» ACTIVITY
Where in the records does the word "model" appear? Copy each line that holds it.

» SOURCE DATA

=====

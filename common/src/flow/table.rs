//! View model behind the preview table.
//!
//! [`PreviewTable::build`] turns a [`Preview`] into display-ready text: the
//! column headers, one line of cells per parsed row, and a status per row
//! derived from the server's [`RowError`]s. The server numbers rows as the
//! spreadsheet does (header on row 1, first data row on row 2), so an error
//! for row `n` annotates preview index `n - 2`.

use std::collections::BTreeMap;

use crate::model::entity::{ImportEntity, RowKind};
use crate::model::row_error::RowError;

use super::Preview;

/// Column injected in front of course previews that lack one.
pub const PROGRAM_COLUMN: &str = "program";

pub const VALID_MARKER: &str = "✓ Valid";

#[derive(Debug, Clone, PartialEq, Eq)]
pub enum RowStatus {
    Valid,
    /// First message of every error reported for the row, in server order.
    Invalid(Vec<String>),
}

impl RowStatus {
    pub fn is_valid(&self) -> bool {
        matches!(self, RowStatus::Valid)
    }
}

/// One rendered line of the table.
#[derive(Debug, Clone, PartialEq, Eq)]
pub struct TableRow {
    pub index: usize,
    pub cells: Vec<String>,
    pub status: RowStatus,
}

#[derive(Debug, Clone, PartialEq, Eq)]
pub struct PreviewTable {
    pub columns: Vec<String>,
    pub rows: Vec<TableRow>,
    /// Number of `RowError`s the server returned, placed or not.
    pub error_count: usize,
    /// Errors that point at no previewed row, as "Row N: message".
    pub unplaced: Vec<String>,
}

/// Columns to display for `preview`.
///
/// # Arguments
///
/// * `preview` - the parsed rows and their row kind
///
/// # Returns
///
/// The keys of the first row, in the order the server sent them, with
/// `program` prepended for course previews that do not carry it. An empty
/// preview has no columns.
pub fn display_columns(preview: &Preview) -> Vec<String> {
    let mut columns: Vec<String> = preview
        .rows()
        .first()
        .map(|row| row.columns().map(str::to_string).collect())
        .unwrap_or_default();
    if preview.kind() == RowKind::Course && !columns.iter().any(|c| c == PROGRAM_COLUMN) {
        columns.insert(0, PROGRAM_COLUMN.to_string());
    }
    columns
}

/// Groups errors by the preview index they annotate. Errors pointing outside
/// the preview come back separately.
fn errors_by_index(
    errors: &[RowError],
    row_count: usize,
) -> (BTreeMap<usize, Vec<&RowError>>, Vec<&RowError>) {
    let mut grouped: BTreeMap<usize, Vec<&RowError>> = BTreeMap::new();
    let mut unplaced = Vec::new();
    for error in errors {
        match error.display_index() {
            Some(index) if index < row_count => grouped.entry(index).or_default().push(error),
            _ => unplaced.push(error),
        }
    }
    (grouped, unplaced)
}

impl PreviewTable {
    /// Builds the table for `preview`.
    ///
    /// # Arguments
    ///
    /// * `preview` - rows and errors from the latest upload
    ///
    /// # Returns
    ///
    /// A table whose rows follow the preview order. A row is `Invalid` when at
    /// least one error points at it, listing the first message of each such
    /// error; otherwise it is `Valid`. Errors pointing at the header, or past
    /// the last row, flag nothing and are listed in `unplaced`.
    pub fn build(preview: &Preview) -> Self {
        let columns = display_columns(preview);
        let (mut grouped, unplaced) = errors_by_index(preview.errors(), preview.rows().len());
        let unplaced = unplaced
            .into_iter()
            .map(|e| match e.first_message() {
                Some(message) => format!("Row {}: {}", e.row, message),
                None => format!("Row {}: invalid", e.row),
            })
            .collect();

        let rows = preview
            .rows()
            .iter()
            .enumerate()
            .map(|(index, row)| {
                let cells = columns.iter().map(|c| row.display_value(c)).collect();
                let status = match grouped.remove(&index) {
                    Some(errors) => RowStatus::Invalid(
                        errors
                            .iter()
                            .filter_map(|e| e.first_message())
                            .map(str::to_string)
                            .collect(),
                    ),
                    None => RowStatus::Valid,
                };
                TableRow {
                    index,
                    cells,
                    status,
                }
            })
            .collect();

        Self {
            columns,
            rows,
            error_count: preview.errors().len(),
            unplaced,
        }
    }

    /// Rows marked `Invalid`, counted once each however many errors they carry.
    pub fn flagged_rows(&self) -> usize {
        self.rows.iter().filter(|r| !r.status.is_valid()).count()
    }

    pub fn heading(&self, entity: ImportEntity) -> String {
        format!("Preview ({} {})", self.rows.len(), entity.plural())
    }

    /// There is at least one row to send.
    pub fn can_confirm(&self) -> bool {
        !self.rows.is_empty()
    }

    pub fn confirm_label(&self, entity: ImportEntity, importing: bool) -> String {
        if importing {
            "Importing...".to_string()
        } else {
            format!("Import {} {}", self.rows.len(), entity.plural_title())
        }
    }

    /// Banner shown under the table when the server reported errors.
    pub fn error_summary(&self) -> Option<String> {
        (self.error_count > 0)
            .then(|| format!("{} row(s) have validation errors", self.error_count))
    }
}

=====

» ANSWER BELOW
//! View model behind the preview table.
use crate::model::entity::{ImportEntity, RowKind};
use crate::model::row_error::RowError;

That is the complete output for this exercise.